Active site-specific labeling of ProT·VWbp(1-263) and ProT·VWbp(1-474) complexes assessed by SDS-gel electrophoresis. Fluorescence (A and C) and protein-stained (B and D) SDS gels for reactions containing 15 μM ProT and 50 μM VWbp(1-263) (A and B) or VWbp(1-474) (C and D). Reduced samples of ProT (lane 1) and VWbp (lane 2), ProT-VWbp inactivated with ATA-FPR-CH₂Cl (lane 3), and inhibited complex incubated with NH₂OH and 5-IAF (lane 4). Control samples were ProT incubated without VWbp (lane 5), omission of the NH₂OH step (lane 6), or the complex blocked with excess FPR-CH₂Cl before sequential incubation with ATA-FPR-CH₂Cl and 5-IAF (lane 7).

Fig. 2.

Pre 1 activation by NH₂-terminal truncation mutants of VWbp. Initial velocities (v_obs) of hydrolysis of 100 μM d-Phe-Pip-Arg-pNA are shown for mixtures of 1 nM Pre 1 as a function of VWbp(1-474) (filled circles), VWbp(2-474) (open circles), or VWbp(3-474) (filled triangles) concentration.

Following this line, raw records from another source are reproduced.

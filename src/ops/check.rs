use std::collections::{HashMap, HashSet};

use serde::Serialize;

use crate::model::document::{Document, SCHEMA_VERSION};

/// Structured result from `pt check`, suitable for --json output.
#[derive(Debug, Default, Serialize)]
pub struct CheckResult {
    pub valid: bool,
    pub errors: Vec<CheckError>,
    pub warnings: Vec<CheckWarning>,
}

/// A broken invariant (something that should be fixed).
#[derive(Debug, Clone, PartialEq, Eq, Serialize)]
#[serde(tag = "type")]
pub enum CheckError {
    /// The same id is used by more than one record
    #[serde(rename = "duplicate_id")]
    DuplicateId { id: String, count: usize },
    /// A task references a category that doesn't exist
    #[serde(rename = "orphaned_task")]
    OrphanedTask { task_id: String, category_id: String },
    /// A task weight below 1
    #[serde(rename = "zero_weight")]
    ZeroWeight { task_id: String },
    /// A blank category name or task title
    #[serde(rename = "empty_text")]
    EmptyText { id: String, field: String },
}

/// A non-critical issue.
#[derive(Debug, Clone, PartialEq, Eq, Serialize)]
#[serde(tag = "type")]
pub enum CheckWarning {
    /// Two categories share a rank
    #[serde(rename = "category_order_tie")]
    CategoryOrderTie { order: i64, category_ids: Vec<String> },
    /// The settings block carries a different schema version
    #[serde(rename = "schema_version")]
    SchemaVersion { found: String, expected: String },
}

// ---------------------------------------------------------------------------
// Main check entry point
// ---------------------------------------------------------------------------

/// Validate a document and return structured results.
///
/// This is a read-only operation. It exists for data files that were edited
/// by hand; documents produced by the store operations always pass.
pub fn check_document(doc: &Document) -> CheckResult {
    let mut result = CheckResult::default();

    let mut id_counts: HashMap<&str, usize> = HashMap::new();
    let ids = doc
        .categories
        .iter()
        .map(|c| c.id.as_str())
        .chain(doc.tasks.iter().map(|t| t.id.as_str()));
    for id in ids {
        *id_counts.entry(id).or_default() += 1;
    }
    let mut duplicates: Vec<(&str, usize)> = id_counts.into_iter().filter(|(_, n)| *n > 1).collect();
    duplicates.sort();
    for (id, count) in duplicates {
        result.errors.push(CheckError::DuplicateId {
            id: id.to_string(),
            count,
        });
    }

    for category in &doc.categories {
        if category.name.trim().is_empty() {
            result.errors.push(CheckError::EmptyText {
                id: category.id.clone(),
                field: "name".into(),
            });
        }
    }

    let category_ids: HashSet<&str> = doc.categories.iter().map(|c| c.id.as_str()).collect();
    for task in &doc.tasks {
        if !category_ids.contains(task.category_id.as_str()) {
            result.errors.push(CheckError::OrphanedTask {
                task_id: task.id.clone(),
                category_id: task.category_id.clone(),
            });
        }
        if task.weight == 0 {
            result.errors.push(CheckError::ZeroWeight {
                task_id: task.id.clone(),
            });
        }
        if task.title.trim().is_empty() {
            result.errors.push(CheckError::EmptyText {
                id: task.id.clone(),
                field: "title".into(),
            });
        }
    }

    check_order_ties(doc, &mut result);

    if doc.settings.version != SCHEMA_VERSION {
        result.warnings.push(CheckWarning::SchemaVersion {
            found: doc.settings.version.clone(),
            expected: SCHEMA_VERSION.to_string(),
        });
    }

    result.valid = result.errors.is_empty();
    result
}

fn check_order_ties(doc: &Document, result: &mut CheckResult) {
    let mut by_order: Vec<(i64, Vec<String>)> = Vec::new();
    for category in &doc.categories {
        match by_order.iter_mut().find(|(o, _)| *o == category.order) {
            Some((_, ids)) => ids.push(category.id.clone()),
            None => by_order.push((category.order, vec![category.id.clone()])),
        }
    }
    by_order.sort_by_key(|(o, _)| *o);
    for (order, category_ids) in by_order {
        if category_ids.len() > 1 {
            result
                .warnings
                .push(CheckWarning::CategoryOrderTie { order, category_ids });
        }
    }
}

// ---------------------------------------------------------------------------
// Tests
// ---------------------------------------------------------------------------

#[cfg(test)]
mod tests {
    use super::*;
    use crate::model::category::CategoryGroup;
    use crate::model::task::Priority;
    use crate::ops::category_ops::{create_category, reorder_categories};
    use crate::ops::task_ops::create_task;

    #[test]
    fn test_clean_document_is_valid() {
        let mut doc = Document::empty();
        let cat = create_category(&mut doc, "A", CategoryGroup::Work, None).unwrap();
        create_task(&mut doc, "t", 2, &cat.id, Priority::Medium).unwrap();
        let result = check_document(&doc);
        assert!(result.valid);
        assert!(result.errors.is_empty());
        assert!(result.warnings.is_empty());
    }

    #[test]
    fn test_detects_hand_edited_defects() {
        let mut doc = Document::empty();
        let cat = create_category(&mut doc, "A", CategoryGroup::Work, None).unwrap();
        let task = create_task(&mut doc, "t", 2, &cat.id, Priority::Medium).unwrap();
        let mut orphan = task.clone();
        orphan.category_id = "ghost".into();
        orphan.weight = 0;
        orphan.title = " ".into();
        doc.tasks.push(orphan);

        let result = check_document(&doc);
        assert!(!result.valid);
        assert!(result.errors.contains(&CheckError::DuplicateId {
            id: task.id.clone(),
            count: 2
        }));
        assert!(result.errors.contains(&CheckError::OrphanedTask {
            task_id: task.id.clone(),
            category_id: "ghost".into()
        }));
        assert!(result.errors.contains(&CheckError::ZeroWeight {
            task_id: task.id.clone()
        }));
        assert!(result.errors.contains(&CheckError::EmptyText {
            id: task.id.clone(),
            field: "title".into()
        }));
    }

    #[test]
    fn test_warns_on_order_ties_and_version() {
        let mut doc = Document::empty();
        let a = create_category(&mut doc, "A", CategoryGroup::Work, None).unwrap();
        let b = create_category(&mut doc, "B", CategoryGroup::Work, None).unwrap();
        reorder_categories(&mut doc, &[b.id.clone()]);
        doc.settings.version = "2.0".into();

        let result = check_document(&doc);
        assert!(result.valid);
        assert_eq!(
            result.warnings[0],
            CheckWarning::CategoryOrderTie {
                order: 0,
                category_ids: vec![a.id, b.id]
            }
        );
        assert!(matches!(
            result.warnings[1],
            CheckWarning::SchemaVersion { .. }
        ));
    }

    #[test]
    fn test_json_shape() {
        let err = CheckError::ZeroWeight {
            task_id: "t1".into(),
        };
        let value = serde_json::to_value(&err).unwrap();
        assert_eq!(value["type"], "zero_weight");
        assert_eq!(value["task_id"], "t1");
    }
}
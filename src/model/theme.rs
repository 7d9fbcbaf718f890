use serde::Serialize;

/// A selectable color theme. Only the key is persisted.
#[derive(Debug, Clone, Copy, PartialEq, Eq, Serialize)]
pub struct Theme {
    pub key: &'static str,
    pub name: &'static str,
    /// Accent color used for progress bars
    pub accent: &'static str,
}

pub const DEFAULT_THEME: &str = "dark";

pub const THEMES: &[Theme] = &[
    Theme { key: "dark", name: "Dark", accent: "#00d4ff" },
    Theme { key: "cyber", name: "Cyberpunk", accent: "#ff0080" },
    Theme { key: "ocean", name: "Ocean", accent: "#00bcd4" },
    Theme { key: "forest", name: "Forest", accent: "#4caf50" },
    Theme { key: "sunset", name: "Sunset", accent: "#ff7043" },
    Theme { key: "purple", name: "Purple", accent: "#ab47bc" },
    Theme { key: "matrix", name: "Matrix", accent: "#00ff41" },
    Theme { key: "gold", name: "Gold", accent: "#ffd700" },
    Theme { key: "ice", name: "Ice", accent: "#81d4fa" },
    Theme { key: "volcano", name: "Volcano", accent: "#f44336" },
];

/// Look up a theme by key
pub fn find_theme(key: &str) -> Option<&'static Theme> {
    THEMES.iter().find(|t| t.key == key)
}

/// Resolve a stored theme key, falling back to the default for unknown values
pub fn resolve_theme(key: &str) -> &'static Theme {
    find_theme(key).unwrap_or(&THEMES[0])
}

#[cfg(test)]
mod tests {
    use super::*;

    #[test]
    fn test_default_theme_is_first() {
        assert_eq!(THEMES[0].key, DEFAULT_THEME);
    }

    #[test]
    fn test_unknown_theme_falls_back() {
        assert_eq!(resolve_theme("neon").key, "dark");
        assert_eq!(resolve_theme("ocean").name, "Ocean");
    }

    #[test]
    fn test_theme_keys_are_unique() {
        for (i, a) in THEMES.iter().enumerate() {
            for b in &THEMES[i + 1..] {
                assert_ne!(a.key, b.key);
            }
        }
    }
}
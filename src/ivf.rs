// Minimal length-prefixed framing for a sequence of encoded RMV packets.
//
// Named after the similarly-minimal "IVF" container used elsewhere in the
// ecosystem to carry a raw codec bitstream: a tiny fixed header followed by
// `u32 length, payload` pairs, nothing else. This is just enough framing
// for `rmv-tool` to write a whole encoded sequence to one file and read it
// back, the same role `tinyavif`'s ISOBMFF/AVIF packaging plays for a
// single AV1 frame.

use std::io::prelude::*;

use byteorder::{LittleEndian, ReadBytesExt, WriteBytesExt};

const FILE_MAGIC: &[u8; 4] = b"RIVF";

pub struct IvfWriter<W> {
  inner: W,
}

pub struct IvfReader<R> {
  inner: R,
}

impl<W: Write> IvfWriter<W> {
  pub fn new(mut inner: W, width: u32, height: u32) -> std::io::Result<Self> {
    inner.write_all(FILE_MAGIC)?;
    inner.write_u32::<LittleEndian>(width)?;
    inner.write_u32::<LittleEndian>(height)?;
    Ok(Self { inner })
  }

  pub fn write_packet(&mut self, packet: &[u8]) -> std::io::Result<()> {
    self.inner.write_u32::<LittleEndian>(packet.len() as u32)?;
    self.inner.write_all(packet)
  }
}

impl<R: Read> IvfReader<R> {
  pub fn new(mut inner: R) -> std::io::Result<(Self, u32, u32)> {
    let mut magic = [0u8; 4];
    inner.read_exact(&mut magic)?;
    if &magic != FILE_MAGIC {
      return Err(std::io::Error::new(std::io::ErrorKind::InvalidData, "not an RIVF stream"));
    }
    let width = inner.read_u32::<LittleEndian>()?;
    let height = inner.read_u32::<LittleEndian>()?;
    Ok((Self { inner }, width, height))
  }

  /// Returns `Ok(None)` at clean end of stream.
  pub fn read_packet(&mut self) -> std::io::Result<Option<Vec<u8>>> {
    let len = match self.inner.read_u32::<LittleEndian>() {
      Ok(len) => len,
      Err(e) if e.kind() == std::io::ErrorKind::UnexpectedEof => return Ok(None),
      Err(e) => return Err(e),
    };
    let mut packet = vec![0u8; len as usize];
    self.inner.read_exact(&mut packet)?;
    Ok(Some(packet))
  }
}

The lines represent the least-squares fits of the quadratic binding equation.

Fig. 3.

Full time-course analysis of the kinetics of ProT activation by VWbp(1-263). (A) Progress curves for hydrolysis of d-Phe-Pip-Arg-pNA by mixtures of VWbp(1-263) and ProT, at 200 μM substrate (black points), contained 1 nM ProT and 0.025, 0.075, 0.15, 0.3, 0.6, 3, or 10 μM VWbp. Substrate depletion assays (red points) contained 1 nM ProT, 1 μM VWbp, and concentrations of 7, 20, 40, 78, or 116 μM substrate. (B) Progress curves for hydrolysis of 200 μM Tosyl-Gly-Pro-Arg-pNA (black points) contained 1 nM ProT and 0.1, 0.3, 0.5, 0.75, 1, 3, or 10 μM VWbp. Substrate depletion assays (red points) contained 1 nM ProT, 5 μM VWbp, and 25, 50, 75, 100, 150, or 500 μM substrate. Representative examples of the whole dataset are shown for each substrate, which contained 17–24 progress curves over 0.025–10 μM VWbp and 5–500 μM substrate. Data are shown as every tenth point, and the fit with the mechanism in Scheme 1 and parameters in Table 1 is represented by solid lines.

Scheme 1.

Fig. 4.

Competitive binding of native ProT to [5-F]Hir(54-65) and VWbp(1-263). Fractional change in fluorescence (ΔF/F_o) of 48 nM [5-F]Hir(54-65) as a function of total native ProT concentration ([ProT]_o) at 0 (filled circles), 10 (open circles), and 20 μM (filled triangles) VWbp(1-263). The lines represent the simultaneous fit by the cubic equation with the parameters given in the text.

Fig. 5.

Clotting of Fbg by mixtures of ProT and VWbp(1-263). Increase in turbidity for mixtures of 0.5 mg/mL Fbg and 10 nM thrombin (blue), 10 nM ProT (black), 10 nM ProT·SC(1-325) (red), or 10 nM ProT and VWbp concentrations of 0.1 (a), 0.3 (b), 0.5 (c), or 1 μM (d) (green).